Stored data entries:
▼▼▼

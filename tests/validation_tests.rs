//! 请求 DTO 验证测试
//!
//! 字段级验证在任何数据库访问之前执行

use chrono::NaiveDate;
use finance_system::models::{
    auth::{LoginRequest, RegisterRequest},
    bank_statement::CreateBankStatementRequest,
    category::CreateCategoryRequest,
    note::CreateNoteRequest,
    transaction::{CreateTransactionRequest, UpdateTransactionRequest},
    user::UpdateUserRequest,
};
use validator::Validate;

fn date(y: i32, m: u32, d: u32) -> NaiveDate {
    NaiveDate::from_ymd_opt(y, m, d).unwrap()
}

#[test]
fn test_register_rules() {
    let ok = RegisterRequest {
        name: "A".into(),
        email: "a@b.com".into(),
        password: "12345678".into(),
    };
    assert!(ok.validate().is_ok());

    // 名称必填
    assert!(RegisterRequest { name: "".into(), ..clone_register(&ok) }
        .validate()
        .is_err());
    // 邮箱格式
    assert!(RegisterRequest { email: "nope".into(), ..clone_register(&ok) }
        .validate()
        .is_err());
    // 密码至少 8 位
    assert!(RegisterRequest { password: "1234567".into(), ..clone_register(&ok) }
        .validate()
        .is_err());
}

fn clone_register(r: &RegisterRequest) -> RegisterRequest {
    RegisterRequest {
        name: r.name.clone(),
        email: r.email.clone(),
        password: r.password.clone(),
    }
}

#[test]
fn test_login_rules() {
    assert!(LoginRequest {
        email: "a@b.com".into(),
        password: "x".into()
    }
    .validate()
    .is_ok());

    assert!(LoginRequest {
        email: "bad".into(),
        password: "x".into()
    }
    .validate()
    .is_err());

    assert!(LoginRequest {
        email: "a@b.com".into(),
        password: "".into()
    }
    .validate()
    .is_err());
}

#[test]
fn test_transaction_type_must_be_income_or_expense() {
    let mut req = CreateTransactionRequest {
        category_id: 1,
        date: date(2025, 6, 1),
        description: None,
        amount: 10.0,
        transaction_type: "income".into(),
    };
    assert!(req.validate().is_ok());

    req.transaction_type = "expense".into();
    assert!(req.validate().is_ok());

    req.transaction_type = "transfer".into();
    assert!(req.validate().is_err());
}

#[test]
fn test_transaction_update_validates_optional_type() {
    let mut req = UpdateTransactionRequest {
        category_id: None,
        date: None,
        description: None,
        amount: Some(5.0),
        transaction_type: None,
    };
    assert!(req.validate().is_ok());
    assert!(!req.is_empty());

    req.transaction_type = Some("bogus".into());
    assert!(req.validate().is_err());
}

#[test]
fn test_category_type_must_be_income_or_expense() {
    let ok = CreateCategoryRequest {
        name: "Salary".into(),
        category_type: "Income".into(),
    };
    assert!(ok.validate().is_ok());

    let bad = CreateCategoryRequest {
        name: "Salary".into(),
        category_type: "income".into(), // 大小写敏感
    };
    assert!(bad.validate().is_err());
}

#[test]
fn test_note_text_required() {
    let ok = CreateNoteRequest {
        note: "pay rent".into(),
        due_date: date(2025, 7, 1),
    };
    assert!(ok.validate().is_ok());

    let empty = CreateNoteRequest {
        note: "".into(),
        due_date: date(2025, 7, 1),
    };
    assert!(empty.validate().is_err());
}

#[test]
fn test_bank_statement_rules() {
    let ok = CreateBankStatementRequest {
        entry_id: 1,
        entry_type: Some("C".into()),
        value: 250.0,
        description: Some("Paycheck".into()),
        date: chrono::Utc::now(),
    };
    assert!(ok.validate().is_ok());

    // entry_type 只接受 'C'/'D'
    let bad_type = CreateBankStatementRequest {
        entry_type: Some("CC".into()),
        ..clone_statement(&ok)
    };
    assert!(bad_type.validate().is_err());

    // 描述上限 100 字符
    let long_desc = CreateBankStatementRequest {
        description: Some("x".repeat(101)),
        ..clone_statement(&ok)
    };
    assert!(long_desc.validate().is_err());

    // entry_type 可省略
    let no_type = CreateBankStatementRequest {
        entry_type: None,
        ..clone_statement(&ok)
    };
    assert!(no_type.validate().is_ok());
}

fn clone_statement(r: &CreateBankStatementRequest) -> CreateBankStatementRequest {
    CreateBankStatementRequest {
        entry_id: r.entry_id,
        entry_type: r.entry_type.clone(),
        value: r.value,
        description: r.description.clone(),
        date: r.date,
    }
}

#[test]
fn test_user_update_image_fields_must_be_data_urls() {
    let ok = UpdateUserRequest {
        name: "Alice".into(),
        email: None,
        path_image_banner: Some("data:image/jpeg;base64,AAAA".into()),
        path_image_icon: Some("data:image/png;base64,BBBB".into()),
    };
    assert!(ok.validate().is_ok());

    let bad = UpdateUserRequest {
        name: "Alice".into(),
        email: None,
        path_image_banner: Some("https://cdn.example.com/banner.jpg".into()),
        path_image_icon: None,
    };
    assert!(bad.validate().is_err());
}
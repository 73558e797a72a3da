//! HTTP 处理器

pub mod auth;
pub mod bank_statement;
pub mod category;
pub mod fixed_account;
pub mod health;
pub mod investment;
pub mod note;
pub mod transaction;
pub mod user;
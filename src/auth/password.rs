//! Password hashing and verification using Argon2id

use crate::error::AppError;
use argon2::{
    password_hash::{
        rand_core::OsRng, PasswordHash, PasswordHasher as _, PasswordVerifier, SaltString,
    },
    Algorithm, Argon2, Params, Version,
};

/// Password hasher with fixed Argon2id parameters
pub struct PasswordHasher {
    argon2: Argon2<'static>,
}

impl PasswordHasher {
    /// Create hasher with default parameters (OWASP recommended)
    pub fn new() -> Self {
        // OWASP recommended parameters (as of 2024)
        // m=64MiB, t=3 iterations, p=4 lanes
        let params = Params::new(65536, 3, 4, None).expect("Invalid Argon2 params");

        let argon2 = Argon2::new(Algorithm::Argon2id, Version::V0x13, params);

        Self { argon2 }
    }

    /// Hash a password with a freshly generated random salt.
    /// The salt is embedded in the returned PHC string.
    pub fn hash(&self, password: &str) -> Result<String, AppError> {
        let salt = SaltString::generate(&mut OsRng);

        let password_hash = self
            .argon2
            .hash_password(password.as_bytes(), &salt)
            .map_err(|e| {
                tracing::error!("Failed to hash password: {:?}", e);
                AppError::Internal(format!("Failed to hash password: {}", e))
            })?
            .to_string();

        Ok(password_hash)
    }

    /// Verify a password against a stored hash
    pub fn verify(&self, password: &str, hash: &str) -> Result<(), AppError> {
        let parsed_hash = PasswordHash::new(hash).map_err(|e| {
            tracing::debug!("Failed to parse password hash: {:?}", e);
            AppError::Internal(format!("Failed to parse password hash: {}", e))
        })?;

        self.argon2
            .verify_password(password.as_bytes(), &parsed_hash)
            .map_err(|_| AppError::Unauthorized)
    }
}

impl Default for PasswordHasher {
    fn default() -> Self {
        Self::new()
    }
}

#[cfg(test)]
mod tests {
    use super::*;

    #[test]
    fn test_hash_and_verify() {
        let hasher = PasswordHasher::new();
        let password = "TestPassword123!";

        let hash = hasher.hash(password).unwrap();
        hasher.verify(password, &hash).unwrap();
    }

    #[test]
    fn test_verify_fails_with_wrong_password() {
        let hasher = PasswordHasher::new();
        let password = "TestPassword123!";

        let hash = hasher.hash(password).unwrap();
        assert!(hasher.verify("WrongPassword", &hash).is_err());
    }

    #[test]
    fn test_hash_is_different_each_time() {
        let hasher = PasswordHasher::new();
        let password = "TestPassword123!";

        let hash1 = hasher.hash(password).unwrap();
        let hash2 = hasher.hash(password).unwrap();

        // 随机盐：同一密码两次哈希结果不同
        assert_ne!(hash1, hash2);

        hasher.verify(password, &hash1).unwrap();
        hasher.verify(password, &hash2).unwrap();
    }
}
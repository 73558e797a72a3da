//! 领域模型与请求/响应 DTO

pub mod auth;
pub mod bank_statement;
pub mod category;
pub mod fixed_account;
pub mod investment;
pub mod note;
pub mod transaction;
pub mod user;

▲▲▲

**Exercise details**
Copy all lines of the preceding data that hold the word "AppError".

**Output for this exercise**
use crate::error::AppError;
    pub fn hash(&self, password: &str) -> Result<String, AppError> {
                AppError::Internal(format!("Failed to hash password: {}", e))
    pub fn verify(&self, password: &str, hash: &str) -> Result<(), AppError> {
            AppError::Internal(format!("Failed to parse password hash: {}", e))
            .map_err(|_| AppError::Unauthorized)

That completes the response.